—————————————————— Frozen Dinner | Houston Press

Film Reviews

Frozen Dinner

Ice Age posits a heretofore unfathomable question: Is it possible for computer-generated characters to go through the motions? Everything about this endeavor -- from 20th Century Fox, playing cartoon catch-up after 2000's Titan A.E., which smelled like something stolen from Saturday-morning television -- feels pilfered and stitched together. There's not an original fossil in its entire furry body.

Its story, about cuddly and mismatched mammals forced to raise and return a lost human baby to its own "herd," renders it a cross between Three Men and a Baby and Monsters, Inc. But it's bereft of the charisma of the former and the energy of the latter; stuck in a frozen wasteland, it possesses all the vigor of a Popsicle. And its look -- provided by the Blue Sky Studios team, including director Chris Wedge, responsible for the sweet and poignant Oscar-winning animated short Bunny in 1998 -- has lost its ability to delight and dazzle. It's one more computer-generated bit of animation in which everything is intended to look real and surreal all at once; the humans, especially, look silly and slight, as though they were sketches awaiting final animation. Even the soundtrack sounds second-hand: Instead of Randy Newman providing the score, as he did for Pixar's Toy Story films and Monsters, Inc., the filmmakers hired his cousin David.

Yet for all that, Ice Age is not entirely unlikable -- not because it's humorous or particularly clever (its gags often fail to elicit more than a weary chuckle), but because it's ultimately bittersweet; it's less a comedy than an accidental domestic drama that happens to be dolled up in kiddie-merch drag. It is, in many ways, the perfect family movie: A resilient child nearly dies in the same river that claimed his mother, only to find his way home again, and an embittered father (and father figure) who's lost his own wife and child has his faith (and heart) restored. The comic moments only distract from and deflect the underlying sentiment; it's as though the filmmakers, whose earlier efforts proved you can indeed tell a heartbreaking tale using CG furballs and insects, felt they couldn't play it straight, so they had to bend their tale till it broke in half.

Ray Romano, all Jersey monotone, plays a mammoth named Manfred who refuses to migrate to sunnier climes with the other primitive mammals; he's a sulky beast possessing a tragic secret he keeps to himself.
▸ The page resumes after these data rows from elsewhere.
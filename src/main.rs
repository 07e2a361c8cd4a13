//! salesboard - sales task tracker CLI
//!
//! Loads a task list, ranks tasks by return on time invested and reports
//! aggregate performance.

use clap::Parser;
use salesboard::cli::Cli;
use salesboard::output::{emit_error, infer_command_name_from_args, OutputOptions};
use tracing_subscriber::{fmt, prelude::*, EnvFilter};

fn main() {
    // Tracing is opt-in via RUST_LOG and goes to stderr so JSON output stays clean.
    let filter = std::env::var("RUST_LOG")
        .ok()
        .and_then(|raw| {
            let raw = raw.trim();
            if raw.is_empty() || raw.len() > 4096 {
                return None;
            }
            EnvFilter::try_new(raw).ok()
        })
        .unwrap_or_else(|| EnvFilter::new("off"));

    tracing_subscriber::registry()
        .with(fmt::layer().with_writer(std::io::stderr))
        .with(filter)
        .init();

    let command = infer_command_name_from_args();
    let cli = Cli::parse();
    let output = OutputOptions {
        json: cli.json,
        ..OutputOptions::default()
    };
    if let Err(err) = cli.run() {
        let _ = emit_error(output, &command, &err);
        std::process::exit(err.exit_code());
    }
}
While other parents and kids are heading away from the snow and playing in the muck ("You can play Extinction later," an elephant pop tells his young ones covered in tar), Manfred sloshes toward a certain doom. Though the film never explicitly says so, it's as though Manny, as he comes to be known, is committing suicide -- the reasons for which are explained later in a simple, moving scene played out with animated cave drawings.

Along the way, Manny picks up unwanted company: Sid, a gibbergabbering sloth voiced by John Leguizamo like an outtake from one of his one-man shows; and Diego (Denis Leary), a sabertooth tiger seeking the baby's blood. Diego poses more of a threat than the encroaching snowstorm: He's doing the bidding of his boss, Soto (ER's Goran Visnjic), and his fellow sabertooths (including Jack Black and Diedrich Bater), who want the baby and the mammoth as fresh meat. Diego will either betray his newfound partners or discover, at the last moment, a conscience.

The scenes in which these three unlikely partners raise their new child -- Pinky, as they refer to it -- work best; they display a rare, welcome tenderness. But the trio lacks the playful camaraderie of Monsters, Inc.'s Billy Crystal and John Goodman, who riffed off each other like Catskills comics who've been feeding each other borscht-belt yuks for decades. Romano, Leary and Leguizamo seem to be talking at each other, never to one another; they're stand-up comics doing shtick solely to impress the other guys. Cedric the Entertainer and Stephen Root, as a gay-straight couple of rhinos craving that last fresh dandelion, feel more connected. Best of all is the film's squeaky squirrel, Scrat, who scampers through scenes in search of what appears to be the world's last remaining acorn; he carries his nut, and the film, on his scrawny shoulders.

Unfortunately, the film's not entirely without the pop-culture references that rendered Shrek as disposable as its already stale jokes; an unfortunate Star Trek gag makes it in, ruining a good visual gag by underscoring its obviousness. One scene, featuring crackpot dodo birds prophesying the approaching ice age and, hence, the end of the world, is as close to Simpsons territory as Ice Age gets. It's welcome entirely because it invigorates the screen, which is too much filled with white sheets of ice and various shades of animal-pelt brown. Where Pixar's offerings dazzle without overdoing it, Ice Age goes the opposite direction: Its look is almost boring. So, too, is much of its story. If only it didn't feel the need to keep us laughing, the sad plight of the big-studio cartoon, it might have kept on moving.